- _Directions_
Retype, word for word, every line of the records below starting at the one that contains "would be allowed." and ending at the one that contains "write it atomically."; include both of those lines and nothing more.

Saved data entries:
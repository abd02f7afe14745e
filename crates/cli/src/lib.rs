#![deny(unsafe_code)]
#![deny(missing_docs)]
#![deny(rustdoc::broken_intra_doc_links)]

//! # Overview
//!
//! `cli` implements the `groupfolders` administrative front-end. It loads a
//! `groupfolders.conf` file, optionally overlays a JSON state file written by
//! earlier runs, and answers the questions an administrator asks of the
//! engine: which folders exist, which ones a user sees, what a user may do
//! at a path and whether a given operation would be allowed.
//!
//! # Design
//!
//! The crate exposes [`run`] as the primary entry point. The function accepts
//! an iterator of arguments together with handles for standard output and
//! error, so tests drive the front-end without spawning a process. A
//! [`clap`](https://docs.rs/clap/) builder command performs the parse;
//! execution then builds a [`GroupFolders`](engine::GroupFolders) engine
//! from the configuration and dispatches the subcommand.
//!
//! # Invariants
//!
//! - `run` never panics; failures surface as non-zero exit codes with a
//!   diagnostic on the error stream.
//! - Commands that change state require `--state` and write it atomically.
//! - Exit codes are stable: see [`ExitStatus`].
//!
//! # Examples
//!
//! ```
//! use cli::run;
//!
//! let mut stdout = Vec::new();
//! let mut stderr = Vec::new();
//! let exit_code = run(["groupfolders", "--version"], &mut stdout, &mut stderr);
//!
//! assert_eq!(exit_code, 0);
//! assert!(String::from_utf8_lossy(&stdout).starts_with("groupfolders "));
//! assert!(stderr.is_empty());
//! ```
//!
//! # See also
//!
//! - `src/bin/groupfolders.rs` for the binary that wires [`run`] into `main`.

mod frontend;

pub use frontend::{ExitStatus, exit_code_from, run};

- _Problem solution_
//! at a path and whether a given operation would be allowed.
//!
//! # Design
//!
//! The crate exposes [`run`] as the primary entry point. The function accepts
//! an iterator of arguments together with handles for standard output and
//! error, so tests drive the front-end without spawning a process. A
//! [`clap`](https://docs.rs/clap/) builder command performs the parse;
//! execution then builds a [`GroupFolders`](engine::GroupFolders) engine
//! from the configuration and dispatches the subcommand.
//!
//! # Invariants
//!
//! - `run` never panics; failures surface as non-zero exit codes with a
//!   diagnostic on the error stream.
//! - Commands that change state require `--state` and write it atomically.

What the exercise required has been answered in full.